▶ What is required: For the material below, return exactly the lines starting at the line containing "its own epoch." and ending at the line containing "let (run, _)", both ends included, and no others.

▶ Material provided:
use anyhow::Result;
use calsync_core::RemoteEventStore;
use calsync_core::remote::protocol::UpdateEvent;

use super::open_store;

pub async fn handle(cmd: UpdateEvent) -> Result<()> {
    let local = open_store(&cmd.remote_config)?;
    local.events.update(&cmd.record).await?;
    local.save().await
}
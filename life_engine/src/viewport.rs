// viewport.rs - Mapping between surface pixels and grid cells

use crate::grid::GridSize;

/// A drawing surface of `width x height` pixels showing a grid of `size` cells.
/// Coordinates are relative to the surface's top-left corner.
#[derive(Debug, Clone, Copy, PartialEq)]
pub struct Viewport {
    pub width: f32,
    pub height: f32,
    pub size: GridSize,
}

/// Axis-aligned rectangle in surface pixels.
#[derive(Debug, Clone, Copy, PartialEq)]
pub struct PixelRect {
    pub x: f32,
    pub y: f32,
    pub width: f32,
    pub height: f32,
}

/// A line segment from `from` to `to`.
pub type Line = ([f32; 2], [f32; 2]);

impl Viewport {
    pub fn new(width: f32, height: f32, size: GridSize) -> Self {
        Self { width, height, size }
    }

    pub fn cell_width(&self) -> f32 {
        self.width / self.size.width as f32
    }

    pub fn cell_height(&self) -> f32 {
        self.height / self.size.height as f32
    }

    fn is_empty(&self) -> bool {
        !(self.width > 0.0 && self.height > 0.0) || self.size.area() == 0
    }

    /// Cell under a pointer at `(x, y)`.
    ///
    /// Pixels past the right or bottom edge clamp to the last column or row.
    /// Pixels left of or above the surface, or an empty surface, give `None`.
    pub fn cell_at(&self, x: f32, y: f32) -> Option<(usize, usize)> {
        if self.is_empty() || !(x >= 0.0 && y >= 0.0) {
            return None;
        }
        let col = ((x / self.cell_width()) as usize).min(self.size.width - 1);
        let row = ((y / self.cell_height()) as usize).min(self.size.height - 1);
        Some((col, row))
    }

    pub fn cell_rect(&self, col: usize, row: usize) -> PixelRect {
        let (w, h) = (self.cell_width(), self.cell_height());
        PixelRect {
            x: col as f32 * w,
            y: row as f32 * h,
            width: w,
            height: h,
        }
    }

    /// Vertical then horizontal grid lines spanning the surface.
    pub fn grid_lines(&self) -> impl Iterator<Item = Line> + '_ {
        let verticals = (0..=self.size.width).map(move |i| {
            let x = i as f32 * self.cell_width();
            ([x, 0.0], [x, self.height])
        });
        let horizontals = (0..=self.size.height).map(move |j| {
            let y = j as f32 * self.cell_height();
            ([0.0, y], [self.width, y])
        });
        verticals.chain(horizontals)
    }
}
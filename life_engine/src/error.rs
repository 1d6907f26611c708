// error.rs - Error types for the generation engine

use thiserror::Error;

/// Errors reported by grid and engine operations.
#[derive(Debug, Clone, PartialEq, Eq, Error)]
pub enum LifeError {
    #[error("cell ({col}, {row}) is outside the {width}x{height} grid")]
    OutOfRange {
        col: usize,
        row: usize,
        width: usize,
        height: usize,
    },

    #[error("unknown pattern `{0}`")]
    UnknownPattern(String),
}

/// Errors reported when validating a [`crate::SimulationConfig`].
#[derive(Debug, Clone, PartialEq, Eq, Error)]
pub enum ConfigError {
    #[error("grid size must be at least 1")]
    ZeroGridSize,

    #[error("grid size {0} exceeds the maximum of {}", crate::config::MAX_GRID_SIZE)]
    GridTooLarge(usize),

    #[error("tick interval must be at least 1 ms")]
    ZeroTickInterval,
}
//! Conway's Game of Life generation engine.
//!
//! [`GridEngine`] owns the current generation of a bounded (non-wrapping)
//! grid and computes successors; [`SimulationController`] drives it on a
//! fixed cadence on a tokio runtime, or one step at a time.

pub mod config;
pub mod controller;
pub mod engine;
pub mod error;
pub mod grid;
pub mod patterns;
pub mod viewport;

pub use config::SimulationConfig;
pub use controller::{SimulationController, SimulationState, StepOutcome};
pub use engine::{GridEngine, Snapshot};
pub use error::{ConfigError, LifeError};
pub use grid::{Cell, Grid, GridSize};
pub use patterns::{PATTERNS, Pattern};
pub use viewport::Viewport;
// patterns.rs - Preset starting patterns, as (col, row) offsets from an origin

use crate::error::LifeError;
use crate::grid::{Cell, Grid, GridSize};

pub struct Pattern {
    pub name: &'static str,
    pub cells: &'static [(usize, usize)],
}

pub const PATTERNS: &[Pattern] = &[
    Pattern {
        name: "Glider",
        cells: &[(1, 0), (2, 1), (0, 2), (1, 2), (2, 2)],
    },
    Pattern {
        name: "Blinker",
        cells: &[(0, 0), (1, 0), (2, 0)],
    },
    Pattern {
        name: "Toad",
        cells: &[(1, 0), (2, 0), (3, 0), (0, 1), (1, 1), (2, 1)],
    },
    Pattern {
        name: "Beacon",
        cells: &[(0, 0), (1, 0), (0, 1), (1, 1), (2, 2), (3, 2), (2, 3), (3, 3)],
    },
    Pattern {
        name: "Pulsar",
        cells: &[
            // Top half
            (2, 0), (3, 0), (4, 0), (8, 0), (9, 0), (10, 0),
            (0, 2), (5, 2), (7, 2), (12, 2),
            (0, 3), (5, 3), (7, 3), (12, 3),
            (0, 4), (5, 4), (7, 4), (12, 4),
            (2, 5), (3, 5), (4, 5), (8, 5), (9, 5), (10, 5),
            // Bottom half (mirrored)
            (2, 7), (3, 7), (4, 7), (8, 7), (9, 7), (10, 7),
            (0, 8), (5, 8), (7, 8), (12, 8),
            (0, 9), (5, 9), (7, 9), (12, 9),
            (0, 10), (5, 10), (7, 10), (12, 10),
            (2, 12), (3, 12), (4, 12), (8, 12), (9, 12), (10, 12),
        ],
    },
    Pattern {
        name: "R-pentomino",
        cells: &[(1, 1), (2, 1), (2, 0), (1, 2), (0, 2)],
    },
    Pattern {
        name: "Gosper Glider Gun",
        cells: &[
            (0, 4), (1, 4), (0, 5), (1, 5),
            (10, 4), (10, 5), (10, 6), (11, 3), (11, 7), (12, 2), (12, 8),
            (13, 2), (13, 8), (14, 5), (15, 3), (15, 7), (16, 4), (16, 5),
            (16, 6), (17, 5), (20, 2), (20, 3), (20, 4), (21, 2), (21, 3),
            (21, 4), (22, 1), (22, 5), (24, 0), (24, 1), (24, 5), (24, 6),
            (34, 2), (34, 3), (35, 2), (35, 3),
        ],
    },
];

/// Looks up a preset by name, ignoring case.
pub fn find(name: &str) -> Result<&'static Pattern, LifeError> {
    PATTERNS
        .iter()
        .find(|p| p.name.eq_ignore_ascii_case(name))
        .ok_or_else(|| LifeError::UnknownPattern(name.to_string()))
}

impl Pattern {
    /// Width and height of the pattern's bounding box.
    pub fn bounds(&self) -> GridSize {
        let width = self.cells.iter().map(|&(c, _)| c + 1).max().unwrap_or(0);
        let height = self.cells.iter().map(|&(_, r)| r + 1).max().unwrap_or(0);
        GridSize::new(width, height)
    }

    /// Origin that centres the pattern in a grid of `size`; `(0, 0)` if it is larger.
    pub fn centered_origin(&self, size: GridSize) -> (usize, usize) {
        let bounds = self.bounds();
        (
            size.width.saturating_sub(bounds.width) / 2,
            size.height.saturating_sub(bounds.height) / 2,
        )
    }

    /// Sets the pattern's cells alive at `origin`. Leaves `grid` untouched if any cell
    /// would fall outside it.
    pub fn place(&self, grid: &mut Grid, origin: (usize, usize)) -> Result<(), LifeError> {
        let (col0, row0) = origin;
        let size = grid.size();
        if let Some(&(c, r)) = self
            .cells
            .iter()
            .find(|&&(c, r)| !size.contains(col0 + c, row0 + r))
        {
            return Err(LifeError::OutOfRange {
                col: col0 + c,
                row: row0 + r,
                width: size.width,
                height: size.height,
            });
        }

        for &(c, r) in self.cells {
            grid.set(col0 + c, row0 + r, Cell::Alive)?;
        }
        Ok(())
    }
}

* * *

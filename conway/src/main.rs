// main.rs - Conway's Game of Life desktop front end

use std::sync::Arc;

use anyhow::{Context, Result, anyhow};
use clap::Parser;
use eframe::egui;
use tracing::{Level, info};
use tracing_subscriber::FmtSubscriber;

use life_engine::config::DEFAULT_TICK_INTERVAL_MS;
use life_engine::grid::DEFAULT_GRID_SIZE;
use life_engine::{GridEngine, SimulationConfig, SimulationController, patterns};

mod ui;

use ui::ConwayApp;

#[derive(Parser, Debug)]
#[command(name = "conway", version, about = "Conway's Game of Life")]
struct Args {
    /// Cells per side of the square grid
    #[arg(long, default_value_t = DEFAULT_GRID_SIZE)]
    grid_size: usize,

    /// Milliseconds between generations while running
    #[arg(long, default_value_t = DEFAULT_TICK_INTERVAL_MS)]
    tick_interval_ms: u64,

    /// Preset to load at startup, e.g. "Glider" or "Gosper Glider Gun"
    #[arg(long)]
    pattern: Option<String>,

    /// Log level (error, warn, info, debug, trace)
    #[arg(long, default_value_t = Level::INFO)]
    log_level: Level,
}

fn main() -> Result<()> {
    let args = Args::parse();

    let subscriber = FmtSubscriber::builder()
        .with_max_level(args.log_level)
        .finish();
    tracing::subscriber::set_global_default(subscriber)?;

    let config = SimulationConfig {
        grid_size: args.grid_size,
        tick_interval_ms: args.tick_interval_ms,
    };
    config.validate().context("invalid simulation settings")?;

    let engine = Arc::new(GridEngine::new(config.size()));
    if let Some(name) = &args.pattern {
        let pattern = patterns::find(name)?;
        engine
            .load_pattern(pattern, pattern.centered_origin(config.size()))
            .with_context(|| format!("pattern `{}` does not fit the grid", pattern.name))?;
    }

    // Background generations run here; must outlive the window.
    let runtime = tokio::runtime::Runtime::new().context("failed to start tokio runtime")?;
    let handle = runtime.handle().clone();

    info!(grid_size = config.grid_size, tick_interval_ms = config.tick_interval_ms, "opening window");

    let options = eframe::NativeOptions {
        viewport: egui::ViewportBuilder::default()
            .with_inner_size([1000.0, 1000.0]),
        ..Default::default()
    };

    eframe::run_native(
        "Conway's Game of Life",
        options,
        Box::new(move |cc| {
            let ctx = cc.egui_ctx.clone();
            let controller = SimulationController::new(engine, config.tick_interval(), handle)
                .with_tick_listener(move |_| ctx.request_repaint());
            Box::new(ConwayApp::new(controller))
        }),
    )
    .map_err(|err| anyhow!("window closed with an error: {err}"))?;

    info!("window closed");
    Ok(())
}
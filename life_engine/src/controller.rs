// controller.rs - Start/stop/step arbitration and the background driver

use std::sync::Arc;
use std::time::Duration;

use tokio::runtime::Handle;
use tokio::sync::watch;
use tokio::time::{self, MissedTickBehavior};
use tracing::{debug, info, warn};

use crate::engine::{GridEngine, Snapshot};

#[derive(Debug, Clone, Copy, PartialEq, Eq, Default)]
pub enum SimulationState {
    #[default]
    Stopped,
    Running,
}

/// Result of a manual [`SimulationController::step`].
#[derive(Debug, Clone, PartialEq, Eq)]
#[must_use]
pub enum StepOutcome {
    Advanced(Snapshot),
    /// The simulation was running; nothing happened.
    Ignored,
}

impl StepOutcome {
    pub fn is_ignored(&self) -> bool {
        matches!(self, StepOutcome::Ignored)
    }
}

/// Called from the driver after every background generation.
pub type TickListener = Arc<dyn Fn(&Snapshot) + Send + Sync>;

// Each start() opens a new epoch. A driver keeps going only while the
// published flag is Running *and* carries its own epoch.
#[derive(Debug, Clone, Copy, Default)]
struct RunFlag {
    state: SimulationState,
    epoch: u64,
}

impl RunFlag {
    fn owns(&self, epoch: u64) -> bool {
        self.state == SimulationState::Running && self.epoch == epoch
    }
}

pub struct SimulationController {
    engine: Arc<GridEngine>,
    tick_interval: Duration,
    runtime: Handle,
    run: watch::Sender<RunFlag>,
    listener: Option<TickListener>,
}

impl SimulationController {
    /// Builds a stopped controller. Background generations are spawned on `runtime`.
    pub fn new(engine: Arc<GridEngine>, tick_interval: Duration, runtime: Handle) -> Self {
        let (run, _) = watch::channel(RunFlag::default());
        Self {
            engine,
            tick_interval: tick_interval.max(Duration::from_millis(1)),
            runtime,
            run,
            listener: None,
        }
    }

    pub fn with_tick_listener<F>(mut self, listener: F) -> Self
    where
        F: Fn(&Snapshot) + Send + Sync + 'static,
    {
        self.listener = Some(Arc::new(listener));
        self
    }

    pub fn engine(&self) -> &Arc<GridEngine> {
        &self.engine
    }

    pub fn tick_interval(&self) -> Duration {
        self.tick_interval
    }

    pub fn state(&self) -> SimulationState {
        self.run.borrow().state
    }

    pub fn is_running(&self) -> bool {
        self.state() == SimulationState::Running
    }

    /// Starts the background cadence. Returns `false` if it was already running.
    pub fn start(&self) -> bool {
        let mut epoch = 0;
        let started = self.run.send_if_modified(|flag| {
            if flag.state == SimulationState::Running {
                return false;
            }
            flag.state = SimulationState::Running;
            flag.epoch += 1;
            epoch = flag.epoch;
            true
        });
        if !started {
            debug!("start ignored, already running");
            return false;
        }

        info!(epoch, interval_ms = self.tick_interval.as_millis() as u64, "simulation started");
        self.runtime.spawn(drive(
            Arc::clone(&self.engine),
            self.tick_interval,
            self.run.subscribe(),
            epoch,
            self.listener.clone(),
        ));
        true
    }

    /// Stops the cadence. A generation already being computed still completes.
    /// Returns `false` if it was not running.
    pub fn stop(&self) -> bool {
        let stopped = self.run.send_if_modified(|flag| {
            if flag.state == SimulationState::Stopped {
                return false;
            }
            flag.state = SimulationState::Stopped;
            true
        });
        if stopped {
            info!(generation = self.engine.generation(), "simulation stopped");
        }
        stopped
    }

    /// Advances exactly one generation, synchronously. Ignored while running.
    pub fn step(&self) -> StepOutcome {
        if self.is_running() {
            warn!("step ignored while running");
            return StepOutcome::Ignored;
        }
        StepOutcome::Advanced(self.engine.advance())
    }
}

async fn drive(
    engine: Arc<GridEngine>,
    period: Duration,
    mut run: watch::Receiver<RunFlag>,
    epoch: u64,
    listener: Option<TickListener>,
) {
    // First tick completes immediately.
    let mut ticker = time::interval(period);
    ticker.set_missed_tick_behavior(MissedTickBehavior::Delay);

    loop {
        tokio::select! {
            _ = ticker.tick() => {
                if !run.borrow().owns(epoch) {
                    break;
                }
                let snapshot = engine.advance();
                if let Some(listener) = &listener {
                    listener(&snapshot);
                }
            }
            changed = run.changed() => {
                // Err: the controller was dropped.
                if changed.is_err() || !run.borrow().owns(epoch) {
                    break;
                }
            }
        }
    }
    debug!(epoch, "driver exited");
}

▶ Solved exercise:
// published flag is Running *and* carries its own epoch.
#[derive(Debug, Clone, Copy, Default)]
struct RunFlag {
    state: SimulationState,
    epoch: u64,
}

impl RunFlag {
    fn owns(&self, epoch: u64) -> bool {
        self.state == SimulationState::Running && self.epoch == epoch
    }
}

pub struct SimulationController {
    engine: Arc<GridEngine>,
    tick_interval: Duration,
    runtime: Handle,
    run: watch::Sender<RunFlag>,
    listener: Option<TickListener>,
}

impl SimulationController {
    /// Builds a stopped controller. Background generations are spawned on `runtime`.
    pub fn new(engine: Arc<GridEngine>, tick_interval: Duration, runtime: Handle) -> Self {
        let (run, _) = watch::channel(RunFlag::default());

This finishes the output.